Alpha Males in Film: Week 1 – Last Tango in Paris

by Escarondito on May 18, 2011

in Featured, Movies

Maria Schneider and Marlon Brando

Film: Last Tango in Paris (1972)
Director: Bernardo Bertolucci
Lead Actor: Marlon Brando
Lead Actress: Maria Schneider
Key Alpha Trait: Psychosexual Dominance

Netflix subscribers can watch the movie here.
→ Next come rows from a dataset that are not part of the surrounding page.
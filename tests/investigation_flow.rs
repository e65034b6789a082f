use std::sync::Arc;

use casefile::content::{
    BoardItem, CaseCatalog, CharacterId, ClueId, Language, LocationId, NodeId, NoteId, OptionId,
    StringTable, Translator,
};
use casefile::core::SequentialIds;
use casefile::persistence::{SaveRepository, SqliteSaveRepository};
use casefile::rules::Verdict;
use casefile::simulation::{DialogueState, Investigation, InvestigationError, ManualClock};

const LOCKED_ROOM: &str = r#"{
  "schema_version": 1,
  "id": "locked_room",
  "title": "case.locked_room",
  "clues": [
    { "id": "k1", "title": "clue.k1", "description": "clue.k1.d", "type": "medical", "location_id": "study", "is_discovered": true },
    { "id": "k2", "title": "clue.k2", "description": "clue.k2.d", "type": "visual", "location_id": "study" },
    { "id": "k3", "title": "clue.k3", "description": "clue.k3.d", "type": "financial", "location_id": "hall" },
    { "id": "decoy", "title": "clue.decoy", "description": "clue.decoy.d", "type": "document", "location_id": "hall", "is_misleading": true }
  ],
  "characters": [
    { "id": "butler", "name": "char.butler", "role": "role.butler", "description": "d", "portrait": "butler.png", "is_suspect": true },
    { "id": "maid", "name": "char.maid", "role": "role.maid", "description": "d", "portrait": "maid.png", "is_suspect": false }
  ],
  "locations": [
    { "id": "study", "name": "loc.study", "description": "d", "image": "study.png", "clues": ["k1", "k2"], "characters": [] },
    { "id": "hall", "name": "loc.hall", "description": "d", "image": "hall.png", "clues": ["k3", "decoy"], "characters": ["butler", "maid"] }
  ],
  "dialogues": [
    {
      "id": "b1", "character_id": "butler", "question": "q.b1",
      "options": [
        { "id": "calm", "text": "t", "response": "r.calm", "next_node": "b2" },
        { "id": "press", "text": "t", "response": "r.press", "suspicion_delta": 2, "reveal_clue": "k3", "next_node": "b2" }
      ]
    },
    {
      "id": "b2", "character_id": "butler", "question": "q.b2",
      "options": [
        { "id": "done", "text": "t", "response": "r.done", "suspicion_delta": 1 }
      ]
    }
  ],
  "answer_key": {
    "key_pairs": [
      { "label": "contradiction", "a": "k1", "b": "k2" },
      { "label": "motive", "a": "butler", "b": "k3" }
    ],
    "solve_threshold": 1,
    "culprit": "butler",
    "solved_explanation": "explain.solved",
    "incomplete_explanation": "explain.incomplete",
    "not_started_explanation": "explain.not_started"
  }
}"#;

fn locked_room() -> Investigation {
    let catalog = Arc::new(CaseCatalog::from_json(LOCKED_ROOM).expect("fixture case validates"));
    Investigation::builder(catalog)
        .clock(Arc::new(ManualClock::new(0)))
        .ids(SequentialIds::default())
        .build()
}

fn clue(id: &str) -> BoardItem {
    BoardItem::clue(&ClueId::from(id))
}

#[test]
fn contradiction_alone_solves_with_threshold_one() {
    let mut inv = locked_room();
    assert_eq!(inv.analyze_case().verdict, Verdict::NotStarted);

    inv.discover_clue(&ClueId::from("k2")).unwrap();
    assert!(inv.add_connection(clue("k2"), clue("k1")).unwrap());
    let analysis = inv.analyze_case();
    assert!(analysis.solved);
    assert_eq!(analysis.accused, Some(CharacterId::from("butler")));
    assert_eq!(analysis.key_connections, 1);
    assert_eq!(analysis.explanation.key, "explain.solved");
}

#[test]
fn interrogation_chains_and_reveals_once() {
    let mut inv = locked_room();
    let butler = CharacterId::from("butler");

    assert!(matches!(
        inv.select_suspect(&CharacterId::from("maid")),
        Err(InvestigationError::Dialogue(_))
    ));

    inv.select_suspect(&butler).unwrap();
    inv.start_question(&NodeId::from("b1")).unwrap();
    inv.choose_option(&OptionId::from("press")).unwrap();
    let outcome = inv.confirm_choice().unwrap();
    assert_eq!(outcome.response, "r.press");
    assert_eq!(outcome.revealed_clue, Some(ClueId::from("k3")));
    assert_eq!(inv.character(&butler).unwrap().suspicion_level, 2);

    inv.continue_dialogue().unwrap();
    assert_eq!(
        inv.dialogue_state(),
        &DialogueState::Asking {
            character: butler.clone(),
            node: NodeId::from("b2"),
        }
    );
    inv.choose_option(&OptionId::from("done")).unwrap();
    inv.confirm_choice().unwrap();
    inv.continue_dialogue().unwrap();
    assert_eq!(inv.character(&butler).unwrap().suspicion_level, 3);
    assert!(inv.start_question(&NodeId::from("b1")).is_err());

    inv.leave_interrogation();
    inv.select_suspect(&butler).unwrap();
    inv.start_question(&NodeId::from("b1")).unwrap();
    inv.choose_option(&OptionId::from("press")).unwrap();
    let again = inv.confirm_choice().unwrap();
    assert_eq!(again.revealed_clue, None);
    assert_eq!(again.suspicion_raised, 0);
    assert_eq!(inv.character(&butler).unwrap().suspicion_level, 3);
    assert_eq!(inv.dialogue_history().len(), 2);
}

#[test]
fn board_refuses_bystanders_and_unfound_evidence() {
    let mut inv = locked_room();
    let maid = BoardItem::character(&CharacterId::from("maid"));
    let butler = BoardItem::character(&CharacterId::from("butler"));

    assert!(matches!(
        inv.add_connection(maid, clue("k1")),
        Err(InvestigationError::NotASuspect(_))
    ));
    assert!(matches!(
        inv.add_connection(butler.clone(), clue("k3")),
        Err(InvestigationError::UndiscoveredClue(_))
    ));
    assert!(inv.connections().is_empty());

    inv.select_suspect(&CharacterId::from("butler")).unwrap();
    inv.start_question(&NodeId::from("b1")).unwrap();
    inv.choose_option(&OptionId::from("press")).unwrap();
    inv.confirm_choice().unwrap();
    assert!(inv.add_connection(butler, clue("k3")).unwrap());
    assert!(inv.analyze_case().solved);
}

#[test]
fn reset_restores_authored_state_but_keeps_saves_and_language() {
    let mut inv = locked_room();
    inv.set_language(Language::Pl);
    inv.discover_clue(&ClueId::from("k2")).unwrap();
    inv.set_current_location(Some(&LocationId::from("hall"))).unwrap();
    inv.discover_clue(&ClueId::from("decoy")).unwrap();
    inv.add_connection(clue("k1"), clue("decoy")).unwrap();
    inv.add_note("t", "c", Some(ClueId::from("k2"))).unwrap();
    inv.save_game(3).unwrap();

    inv.reset_game();
    assert_eq!(inv.language(), Language::Pl);
    assert!(inv.current_location().is_none());
    assert!(!inv.clue(&ClueId::from("k2")).unwrap().is_discovered);
    assert!(inv.clue(&ClueId::from("k1")).unwrap().is_discovered);
    assert_eq!(inv.notes().count(), 0);
    assert!(inv.connections().is_empty());
    assert_eq!(inv.save_slots().unwrap().len(), 1);
}

#[test]
fn builtin_case_end_to_end() {
    let catalog = Arc::new(CaseCatalog::builtin().unwrap());
    let strings = StringTable::builtin().unwrap();
    let mut inv = Investigation::builder(catalog)
        .language(Language::En)
        .clock(Arc::new(ManualClock::new(0)))
        .build();

    inv.set_current_location(Some(&LocationId::from("loc1"))).unwrap();
    inv.discover_clue(&ClueId::from("c5")).unwrap();
    inv.discover_clue(&ClueId::from("c8")).unwrap();
    assert_eq!(inv.location_progress(&LocationId::from("loc1")), Some((2, 9)));

    for id in ["c1", "c2", "c6", "c7", "c12", "c23"] {
        inv.discover_clue(&ClueId::from(id)).unwrap();
    }

    inv.add_connection(clue("c1"), clue("c2")).unwrap();
    inv.add_connection(clue("c6"), clue("c7")).unwrap();
    let incomplete = inv.analyze_case();
    assert_eq!(incomplete.verdict, Verdict::Incomplete);
    assert_eq!(incomplete.key_connections, 0);
    assert_eq!(incomplete.total_connections, 2);
    assert!(strings
        .render(inv.language(), &incomplete.explanation)
        .contains("You made 2 connection(s)"));

    inv.add_connection(clue("c4"), clue("c5")).unwrap();
    inv.add_connection(clue("c23"), clue("c8")).unwrap();
    inv.add_connection(BoardItem::character(&CharacterId::from("char1")), clue("c12"))
        .unwrap();
    let solved = inv.analyze_case();
    assert!(solved.solved);
    assert_eq!(solved.total_connections, 5);
    assert_eq!(
        strings.translate(Language::Fr, solved.verdict.label_key(), None),
        "AFFAIRE RÉSOLUE"
    );
    assert_eq!(
        strings.translate(inv.language(), &inv.connections()[2].reason, None),
        "Relevant connection detected!"
    );
}

#[test]
fn sqlite_saves_survive_a_new_session() {
    let dir = tempfile::tempdir().unwrap();
    let path = dir.path().join("saves.db");
    let catalog = Arc::new(CaseCatalog::builtin().unwrap());

    let saved_state = {
        let mut inv = Investigation::builder(Arc::clone(&catalog))
            .saves(SqliteSaveRepository::open(&path).unwrap())
            .clock(Arc::new(ManualClock::new(42)))
            .build();
        inv.discover_clue(&ClueId::from("c14")).unwrap();
        inv.discover_clue(&ClueId::from("c21")).unwrap();
        inv.add_connection(clue("c14"), clue("c21")).unwrap();
        inv.add_note("Parking", "20h25", Some(ClueId::from("c14"))).unwrap();
        inv.save_game(2).unwrap();
        inv.state().clone()
    };

    let repo = SqliteSaveRepository::open(&path).unwrap();
    let stored = repo.get(2).unwrap().expect("slot 2 persisted");
    assert_eq!(stored.saved_at, 42);
    assert_eq!(stored.discovered_clues(), 3);

    let mut inv = Investigation::builder(Arc::clone(&catalog))
        .saves(repo)
        .ids(SequentialIds::default())
        .build();
    assert!(matches!(
        inv.load_game(1),
        Err(InvestigationError::EmptySaveSlot(1))
    ));
    inv.load_game(2).unwrap();
    assert_eq!(inv.state(), &saved_state);

    let fresh = inv.add_note("Suite", "", None).unwrap();
    assert_eq!(fresh, NoteId::from("note-3"));
    assert_eq!(inv.notes().count(), 2);
}

#[test]
fn saves_from_another_case_are_refused() {
    let dir = tempfile::tempdir().unwrap();
    let path = dir.path().join("saves.db");

    let mut other = locked_room_with_saves(SqliteSaveRepository::open(&path).unwrap());
    other.save_game(1).unwrap();
    drop(other);

    let catalog = Arc::new(CaseCatalog::builtin().unwrap());
    let mut inv = Investigation::builder(catalog)
        .saves(SqliteSaveRepository::open(&path).unwrap())
        .build();
    inv.discover_clue(&ClueId::from("c1")).unwrap();
    assert!(matches!(
        inv.load_game(1),
        Err(InvestigationError::IncompatibleSave { .. })
    ));
    assert!(inv.clue(&ClueId::from("c1")).unwrap().is_discovered);
}

fn locked_room_with_saves(saves: SqliteSaveRepository) -> Investigation {
    let catalog = Arc::new(CaseCatalog::from_json(LOCKED_ROOM).unwrap());
    Investigation::builder(catalog).saves(saves).build()
}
This film might as well be titled An American Seducer in Paris. Marlon Brando is a “made in America” white patriotic column of masculinity, at least until he breaks…but more on that later.

Summary:

Paul (Marlon Brando), a middle-aged American hotel owner mourning the suicide of his wife, meets a young engaged Parisian woman named Jeanne (Maria Schneider) in an apartment both are interested in renting. Paul and Jeanne proceed to have an anonymous sexual relationship in the apartment, and Paul demands that neither of them share any personal information, not even their names. The affair goes on until one day Jeanne comes to the apartment to find that Paul has, without warning, packed up and left.

Paul later meets Jeanne on the street and says that he wants to start anew with their relationship. He takes Jeanne to a tango bar and begins telling her about himself.

From the plot description alone, can you already see where Brando slipped?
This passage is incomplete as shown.